Submission: GROUP 01: New Business Survival Predictor

Submitting authors: @beth-ouyang, @arturoboquin, @Prabh95, @weiranzhao97

Repository: https://github.com/UBC-MDS/New_Businesses_Survival_Prediction Report link: https://ubc-mds.github.io/New_Businesses_Survival_Prediction/report_business_survival_prediction.html Abstract/executive summary: Our research focuses on predicting the success of new businesses in Vancouver by analyzing a variety of economic and demographic variables. We rely on data from the City business license registry (City of Vancouver, 2023) and additional sources such as Statistics Canada (2023) to evaluate how factors like location, industry type, and economic conditions influence the longevity of businesses.

Our methodology involves constructing a classification model using logistic regression. This model utilizes the mentioned datasets to determine the probability of a new business sustaining operations over a two-year period.

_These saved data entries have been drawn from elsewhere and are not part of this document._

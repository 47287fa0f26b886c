//! Runtime for the stack ladder targets.
//!
//! [`tier`] holds the static description of each level, [`target`] runs
//! one emulated process for a tier, and [`session`] feeds it commands. The
//! binaries in `ladder-cli` are thin wrappers around [`Session`] and
//! [`ChallengeTarget`].

pub mod config;
pub mod console;
pub mod error;
pub mod input;
pub mod outcome;
pub mod session;
pub mod shell;
pub mod state;
pub mod target;
pub mod tier;

pub use config::RuntimeConfig;
pub use console::Console;
pub use error::{Result, TargetError};
pub use input::PayloadEncoding;
pub use outcome::{Classification, Outcome};
pub use session::{Command, Request, Session};
pub use shell::ShellHandOff;
pub use state::{Event, TargetState};
pub use target::ChallengeTarget;
pub use tier::{Tier, LADDER, TIER1, TIER2, TIER3};
//! Stack frames and the vulnerable copy.
//!
//! Frames follow x86-64 System V with the stack growing down. `call`
//! pushes the return address, the prologue optionally pushes `rbp`, the
//! stack protector places the canary directly below that, then the local
//! buffer, then scalar locals. In ascending address order an overflow of
//! the buffer therefore reaches:
//!
//! ```text
//!   buffer[0..cap] | canary? | saved rbp? | return address | caller frame ...
//! ```
//!
//! `rsp` after the prologue is rounded down to 16 bytes. Nothing sits
//! between the buffer and the canary: the ladder depends on that adjacency.

use log::trace;
use rand::Rng;
use thiserror::Error;

use crate::error::Fault;
use crate::memory::Memory;
use crate::profile::ProtectionProfile;

/// Size of one stack slot.
pub const SLOT: u64 = 8;

/// Locals declared by a function.
#[derive(Debug, Clone, Copy, PartialEq, Eq)]
pub struct FrameLayout {
    /// Capacity of the fixed-size byte buffer.
    pub buffer: usize,
    /// Number of 8-byte scalar locals stored below the buffer.
    pub scalars: usize,
}

impl FrameLayout {
    pub const fn new(buffer: usize, scalars: usize) -> Self {
        FrameLayout { buffer, scalars }
    }
}

/// Register state at a `call` instruction.
#[derive(Debug, Clone, Copy, PartialEq, Eq)]
pub struct CallSite {
    /// `rsp` before the return address is pushed. 16-byte aligned.
    pub rsp: u64,
    pub rbp: u64,
    pub return_address: u64,
}

/// The canary check failed.
#[derive(Debug, Error, Clone, PartialEq, Eq)]
#[error("stack smashing detected in {function}: canary 0x{expected:016x} overwritten with 0x{found:016x}")]
pub struct CanaryMismatch {
    pub function: &'static str,
    pub expected: u64,
    pub found: u64,
}

/// Result of running a function epilogue.
#[derive(Debug, Clone, PartialEq, Eq)]
pub enum Epilogue {
    /// `ret` is about to jump to `rip` with the given stack state.
    Return { rip: u64, rsp: u64, rbp: u64 },
    /// `__stack_chk_fail`.
    Smashed(CanaryMismatch),
}

/// A live frame in emulated stack memory.
#[derive(Debug, Clone, PartialEq, Eq)]
pub struct StackFrame {
    pub function: &'static str,
    pub return_slot: u64,
    pub saved_fp_slot: Option<u64>,
    pub canary_slot: Option<u64>,
    pub buffer: u64,
    pub capacity: usize,
    /// Lowest scalar local.
    pub locals: u64,
    /// `rsp` after the prologue.
    pub rsp: u64,
    /// `rbp` while the function runs.
    pub rbp: u64,
    /// The legitimate return address pushed by `call`.
    pub return_address: u64,
    caller_rbp: u64,
}

/// Draw a per-process canary. The low byte is always zero so string
/// functions stop at it.
pub fn draw_canary<R: Rng + ?Sized>(rng: &mut R) -> u64 {
    rng.gen::<u64>() & !0xff
}

impl StackFrame {
    /// Emulate `call` followed by the prologue of `function`.
    pub fn enter(
        mem: &mut Memory,
        function: &'static str,
        layout: FrameLayout,
        profile: &ProtectionProfile,
        call: CallSite,
        canary: u64,
    ) -> Result<Self, Fault> {
        debug_assert_eq!(call.rsp & 0xf, 0, "misaligned call into {function}");

        let return_slot = call.rsp - SLOT;
        mem.write_u64(return_slot, call.return_address)?;

        let mut cursor = return_slot;
        let mut rbp = call.rbp;
        let saved_fp_slot = if profile.frame_pointer {
            cursor -= SLOT;
            mem.write_u64(cursor, call.rbp)?;
            rbp = cursor;
            Some(cursor)
        } else {
            None
        };
        let canary_slot = if profile.canary {
            cursor -= SLOT;
            mem.write_u64(cursor, canary)?;
            Some(cursor)
        } else {
            None
        };

        let buffer = cursor - layout.buffer as u64;
        let locals = buffer - SLOT * layout.scalars as u64;
        let rsp = locals & !0xf;

        trace!(
            "enter {function}: ret@0x{return_slot:x} buf@0x{buffer:x}[{}] rsp=0x{rsp:x}",
            layout.buffer
        );

        Ok(StackFrame {
            function,
            return_slot,
            saved_fp_slot,
            canary_slot,
            buffer,
            capacity: layout.buffer,
            locals,
            rsp,
            rbp,
            return_address: call.return_address,
            caller_rbp: call.rbp,
        })
    }

    /// Address of scalar local `index`.
    pub fn local_slot(&self, index: usize) -> u64 {
        self.locals + SLOT * index as u64
    }

    /// Distance from the buffer start to the return address slot.
    pub fn return_offset(&self) -> u64 {
        self.return_slot - self.buffer
    }

    /// Call site for a callee of this frame returning to `return_address`.
    pub fn call_site(&self, return_address: u64) -> CallSite {
        CallSite {
            rsp: self.rsp,
            rbp: self.rbp,
            return_address,
        }
    }

    /// The vulnerable primitive: copy all of `payload` into the buffer.
    ///
    /// There is no length check and no terminator. Bytes past the capacity
    /// land on whatever sits above the buffer. The only failure is running
    /// off the top of the stack mapping.
    pub fn copy_unchecked(&self, mem: &mut Memory, payload: &[u8]) -> Result<(), Fault> {
        if payload.len() > self.capacity {
            trace!(
                "{}: {} bytes into a {}-byte buffer",
                self.function,
                payload.len(),
                self.capacity
            );
        }
        mem.write_bytes(self.buffer, payload)
    }

    /// Run the epilogue: canary check (if any), `leave`, read the return
    /// address.
    pub fn leave(&self, mem: &Memory, canary: u64) -> Result<Epilogue, Fault> {
        if let Some(slot) = self.canary_slot {
            let found = mem.read_u64(slot)?;
            if found != canary {
                return Ok(Epilogue::Smashed(CanaryMismatch {
                    function: self.function,
                    expected: canary,
                    found,
                }));
            }
        }
        let rbp = match self.saved_fp_slot {
            Some(slot) => mem.read_u64(slot)?,
            None => self.caller_rbp,
        };
        let rip = mem.read_u64(self.return_slot)?;
        Ok(Epilogue::Return {
            rip,
            rsp: self.return_slot + SLOT,
            rbp,
        })
    }
}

The efficacy of our final model was validated through its performance on a distinct test dataset, achieving an accuracy rate of 0.77. Out of 23,817 test cases, the model accurately predicted the survival of 18,442 businesses.

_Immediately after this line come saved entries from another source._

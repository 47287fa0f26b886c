//! Payload decoding and line input.
//!
//! Payloads mostly contain raw addresses, which are awkward to type. By
//! default `\xNN` decodes to the byte `NN` and `\\` to a single backslash;
//! every other byte, including a lone backslash, is taken as is.

use std::io::{self, BufRead};

/// How payload text maps to bytes.
#[derive(Debug, Clone, Copy, Default, PartialEq, Eq)]
pub enum PayloadEncoding {
    #[default]
    Escaped,
    Raw,
}

impl PayloadEncoding {
    pub fn decode(self, bytes: &[u8]) -> Vec<u8> {
        match self {
            PayloadEncoding::Escaped => decode_escapes(bytes),
            PayloadEncoding::Raw => bytes.to_vec(),
        }
    }
}

fn hex_value(b: u8) -> Option<u8> {
    (b as char).to_digit(16).map(|d| d as u8)
}

pub fn decode_escapes(input: &[u8]) -> Vec<u8> {
    let mut out = Vec::with_capacity(input.len());
    let mut i = 0;
    while i < input.len() {
        if input[i] == b'\\' {
            match input.get(i + 1) {
                Some(b'\\') => {
                    out.push(b'\\');
                    i += 2;
                    continue;
                }
                Some(b'x') => {
                    let hi = input.get(i + 2).copied().and_then(hex_value);
                    let lo = input.get(i + 3).copied().and_then(hex_value);
                    if let (Some(hi), Some(lo)) = (hi, lo) {
                        out.push(hi << 4 | lo);
                        i += 4;
                        continue;
                    }
                }
                _ => {}
            }
        }
        out.push(input[i]);
        i += 1;
    }
    out
}

/// Read one line without its trailing `\n` or `\r\n`. `None` at end of
/// input.
pub fn read_line<R: BufRead + ?Sized>(input: &mut R) -> io::Result<Option<Vec<u8>>> {
    let mut line = Vec::new();
    if input.read_until(b'\n', &mut line)? == 0 {
        return Ok(None);
    }
    if line.last() == Some(&b'\n') {
        line.pop();
        if line.last() == Some(&b'\r') {
            line.pop();
        }
    }
    Ok(Some(line))
}
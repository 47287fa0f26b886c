//! Unbuffered target output.
//!
//! The targets disable stdio buffering, so every write reaches the reader
//! before the next prompt blocks. The console also remembers how many
//! bytes the last write produced: `printf` leaves that count in `r8`, and
//! the leak primitive reads it back.

use std::io::{self, Write};

#[derive(Debug)]
pub struct Console<W: Write> {
    out: W,
    last_write: usize,
}

impl<W: Write> Console<W> {
    pub fn new(out: W) -> Self {
        Console { out, last_write: 0 }
    }

    pub fn write(&mut self, bytes: &[u8]) -> io::Result<()> {
        self.out.write_all(bytes)?;
        self.out.flush()?;
        self.last_write = bytes.len();
        Ok(())
    }

    pub fn print(&mut self, text: &str) -> io::Result<()> {
        self.write(text.as_bytes())
    }

    /// Length of the most recent write.
    pub fn last_write(&self) -> usize {
        self.last_write
    }

    pub fn get_ref(&self) -> &W {
        &self.out
    }

    pub fn into_inner(self) -> W {
        self.out
    }
}
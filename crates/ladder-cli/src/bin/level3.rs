//! Tier 3: canary, NX stack, partial ASLR, gadget surface.

use ladder_cli::{exit_with, init_logging, parse_or_usage, run_staged, StagedArgs};
use ladder_runtime::TIER3;

fn main() {
    init_logging();
    let args: StagedArgs = parse_or_usage(&TIER3);
    exit_with(run_staged(&TIER3, args));
}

Editor: @weiranzhao97 Reviewer: @jian3, @charlesxch, @kunya, @salva-u

[x] I agree to abide by MDS's Code of Conduct during the review process and in maintaining my package should it be accepted.

Data analysis review checklist

Reviewer: @salva-u

Conflict of interest

[X] As the reviewer I confirm that I have no conflicts of interest for me to review this work.

Code of Conduct

[X] I confirm that I read and will adhere to the MDS code of conduct.

General checks

[X] Repository: Is the source code for this data analysis available? Is the repository well organized and easy to navigate?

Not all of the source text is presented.